Evidence for interhemispheric processing of inputs from the hands in human S2 and PV

Abstract

In the present investigation, we identified cortical areas involved in the integration of bimanual inputs in human somatosensory cortex. Using functional magnetic resonance imaging (fMRI) and magnetoencephalography (MEG), we compared the responses to unilateral versus bilateral stimulation in anterior parietal cortex and areas in the Sylvian fissure of the contralateral hemisphere. The extent of fMRI activation on the upper bank of the Sylvian fissure, in the second somatosensory (S2) and the parietal ventral (PV) areas, was significantly larger for bilateral stimulation than for unilateral stimulation. Using MEG, we were able to describe the latency of response in S1 and S2/PV to unilateral and bilateral stimulation. The MEG response had three components under both stimulus conditions. An early peak in S1 at 40 ms, a middle peak in S2/PV at 80-160 ms, and three late peaks in S2/PV at 250-420 ms.

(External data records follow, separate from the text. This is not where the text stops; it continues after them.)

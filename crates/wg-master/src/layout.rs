//! Where exported files go.

use std::ffi::OsString;
use std::path::{Path, PathBuf};

use wg_bank::{sanitize_file_stem, Slot};

/// Suffix of the sample dump directory.
pub const DUMP_SUFFIX: &str = "_dmp";
/// Suffix of the instrument export directory.
pub const SFZ_SUFFIX: &str = "_sfz";

/// Which export a layout describes.
#[derive(Clone, Copy, Debug, PartialEq, Eq)]
pub enum ExportKind {
    /// Flat directory of WAV files.
    SampleDump,
    /// `samples/`, `mel/` and `drm/` with one SFZ file per patch.
    Instruments,
}

/// Output paths for one export of one bank.
#[derive(Clone, Debug, PartialEq, Eq)]
pub struct OutputLayout {
    kind: ExportKind,
    root: PathBuf,
}

impl OutputLayout {
    /// Root is `<input file name><suffix>`, next to the input or inside
    /// `out_dir` when one is given.
    pub fn new(kind: ExportKind, input: &Path, out_dir: Option<&Path>) -> Self {
        let suffix = match kind {
            ExportKind::SampleDump => DUMP_SUFFIX,
            ExportKind::Instruments => SFZ_SUFFIX,
        };
        let mut name: OsString = input
            .file_name()
            .map(OsString::from)
            .unwrap_or_else(|| OsString::from("bank"));
        name.push(suffix);

        let parent = match out_dir {
            Some(dir) => dir.to_path_buf(),
            None => input.parent().map(Path::to_path_buf).unwrap_or_default(),
        };
        Self {
            kind,
            root: parent.join(name),
        }
    }

    /// Layout rooted at an exact directory.
    pub fn at(kind: ExportKind, root: impl Into<PathBuf>) -> Self {
        Self {
            kind,
            root: root.into(),
        }
    }

    pub fn kind(&self) -> ExportKind {
        self.kind
    }

    pub fn root(&self) -> &Path {
        &self.root
    }

    /// Directory holding the WAV files.
    pub fn audio_dir(&self) -> PathBuf {
        match self.kind {
            ExportKind::SampleDump => self.root.clone(),
            ExportKind::Instruments => self.root.join("samples"),
        }
    }

    pub fn melodic_dir(&self) -> PathBuf {
        self.root.join("mel")
    }

    pub fn drum_dir(&self) -> PathBuf {
        self.root.join("drm")
    }

    /// Every directory the export needs, parents first.
    pub fn directories(&self) -> Vec<PathBuf> {
        match self.kind {
            ExportKind::SampleDump => vec![self.root.clone()],
            ExportKind::Instruments => vec![
                self.root.clone(),
                self.audio_dir(),
                self.melodic_dir(),
                self.drum_dir(),
            ],
        }
    }

    /// WAV path for a sample name.
    pub fn audio_path(&self, sample_name: &str) -> PathBuf {
        self.audio_dir()
            .join(format!("{}.wav", sanitize_file_stem(sample_name)))
    }

    /// SFZ path for a patch: `<program> <program> <label>.sfz` under `mel/` or `drm/`.
    pub fn definition_path(&self, slot: Slot, label: &str) -> PathBuf {
        let dir = if slot.is_drum() {
            self.drum_dir()
        } else {
            self.melodic_dir()
        };
        dir.join(format!(
            "{:03} {:03} {}.sfz",
            slot.program(),
            slot.program(),
            sanitize_file_stem(label)
        ))
    }
}

#[cfg(test)]
mod tests {
    use super::*;

    #[test]
    fn root_sits_next_to_input() {
        let layout = OutputLayout::new(ExportKind::Instruments, Path::new("/banks/gm.wgb"), None);
        assert_eq!(layout.root(), Path::new("/banks/gm.wgb_sfz"));
        assert_eq!(layout.audio_dir(), Path::new("/banks/gm.wgb_sfz/samples"));

        let dump = OutputLayout::new(ExportKind::SampleDump, Path::new("gm.wgb"), None);
        assert_eq!(dump.root(), Path::new("gm.wgb_dmp"));
        assert_eq!(dump.audio_dir(), dump.root());
    }

    #[test]
    fn out_dir_overrides_parent() {
        let layout = OutputLayout::new(
            ExportKind::SampleDump,
            Path::new("/banks/gm.wgb"),
            Some(Path::new("/tmp/out")),
        );
        assert_eq!(layout.root(), Path::new("/tmp/out/gm.wgb_dmp"));
    }

    #[test]
    fn definition_names() {
        let layout = OutputLayout::at(ExportKind::Instruments, "/x");
        assert_eq!(
            layout.definition_path(Slot::new(5), "Electric Piano 2"),
            Path::new("/x/mel/005 005 Electric Piano 2.sfz")
        );
        assert_eq!(
            layout.definition_path(Slot::new(128 + 25), "TR-808 Kit"),
            Path::new("/x/drm/025 025 TR-808 Kit.sfz")
        );
        assert_eq!(
            layout.definition_path(Slot::new(0), "A/B"),
            Path::new("/x/mel/000 000 A_B.sfz")
        );
    }

    #[test]
    fn sample_dump_needs_only_root() {
        let layout = OutputLayout::at(ExportKind::SampleDump, "/d");
        assert_eq!(layout.directories(), vec![PathBuf::from("/d")]);
        assert_eq!(layout.audio_path("Kick"), Path::new("/d/Kick.wav"));
    }
}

There was an increase in magnetic field strength in S2/PV to bilateral stimulation at 300-400 ms post stimulus. The fMRI results indicate that, as in monkeys, S2/PV receives inputs from both the contralateral and ipsilateral hand. The MEG data suggest that information is processed serially from S1 to S2. The very late response in S2/PV indicates that extensive intrahemispheric processing occurs before information is transferred to the opposite hemisphere. The neural substrate for the increased activation and field strength at long latencies during bilateral stimulation can be accounted for in three ways. Under bilateral stimulus conditions, more neurons may be active, neuronal firing rate may increase, and/or neural activity may be more synchronous.